Exercise goal:
Determine how many lines in the listing below contain "Running", then give only that number.
═════ Supplied records
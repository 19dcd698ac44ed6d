mod common;

use common::*;
use proptest::prelude::*;
use stylemate::inference::{ClassificationResult, Prediction};
use stylemate::{Frame, InputSource, ModelSlot, RunState};

#[derive(Debug, Clone)]
enum Op {
    Source(InputSource),
    Model(ModelSlot),
    Toggle,
    Upload,
    Process,
    Tick,
    Settle,
}

fn op() -> impl Strategy<Value = Op> {
    prop_oneof![
        prop_oneof![Just(InputSource::Webcam), Just(InputSource::Upload)].prop_map(Op::Source),
        prop_oneof![Just(ModelSlot::FaceShape), Just(ModelSlot::PersonalTone)].prop_map(Op::Model),
        Just(Op::Toggle),
        Just(Op::Upload),
        Just(Op::Process),
        Just(Op::Tick),
        Just(Op::Settle),
    ]
}

fn raw_predictions() -> impl Strategy<Value = Vec<Prediction>> {
    prop::collection::vec(0.001f32..10.0, 1..8).prop_map(|values| {
        values
            .into_iter()
            .enumerate()
            .map(|(i, p)| Prediction::new(format!("class{i}"), p))
            .collect()
    })
}

proptest! {
    #![proptest_config(ProptestConfig::with_cases(64))]

    #[test]
    fn session_invariants_hold(ops in prop::collection::vec(op(), 1..24)) {
        let mut h = harness();
        for op in ops {
            match op {
                Op::Source(source) => {
                    let was = h.controller.session().input_source();
                    h.controller.select_input_source(source);
                    if was != source {
                        prop_assert_ne!(h.controller.session().run_state(), RunState::Running);
                    }
                }
                Op::Model(slot) => {
                    let _ = h.controller.select_model_slot(slot);
                }
                Op::Toggle => {
                    let _ = h.controller.start_or_resume();
                }
                Op::Upload => h.controller.upload_frame(Frame::blank(32, 32)),
                Op::Process => {
                    let _ = h.controller.process_upload();
                }
                Op::Tick => h.controller.tick(),
                Op::Settle => h.settle(),
            }
            let session = h.controller.session();
            if session.run_state() == RunState::Running {
                prop_assert!(session.active_slot().is_some());
            }
            if let Some(list) = h.controller.view().ranked() {
                let sum: f64 = list.rows.iter().map(|r| r.probability as f64).sum();
                prop_assert!((sum - 1.0).abs() < 1e-6);
                let expected = match list.model_name {
                    "Face Type Analysis" => 5,
                    _ => 2,
                };
                prop_assert_eq!(list.rows.len(), expected);
            }
        }
        h.settle();
        prop_assert!(!h.controller.is_busy());
    }

    #[test]
    fn results_are_normalised_and_sorted(raw in raw_predictions()) {
        let count = raw.len();
        let result = ClassificationResult::from_predictions(raw, count).unwrap();
        prop_assert_eq!(result.len(), count);
        let sum: f64 = result.predictions().iter().map(|p| p.probability as f64).sum();
        prop_assert!((sum - 1.0).abs() < 1e-6);
        for pair in result.predictions().windows(2) {
            prop_assert!(pair[0].probability >= pair[1].probability);
        }
        prop_assert_eq!(&result.predictions()[0], result.top());
    }

    #[test]
    fn class_count_mismatch_is_rejected(raw in raw_predictions(), extra in 1usize..4) {
        let count = raw.len() + extra;
        prop_assert!(ClassificationResult::from_predictions(raw, count).is_err());
    }
}

#[test]
fn negative_probability_is_rejected() {
    let raw = vec![Prediction::new("Warm", 0.5), Prediction::new("Cool", -0.1)];
    assert!(ClassificationResult::from_predictions(raw, 2).is_err());
}

#[test]
fn all_zero_probabilities_are_rejected() {
    let raw = vec![Prediction::new("Warm", 0.0), Prediction::new("Cool", 0.0)];
    assert!(ClassificationResult::from_predictions(raw, 2).is_err());
}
══════════
Answer section:
2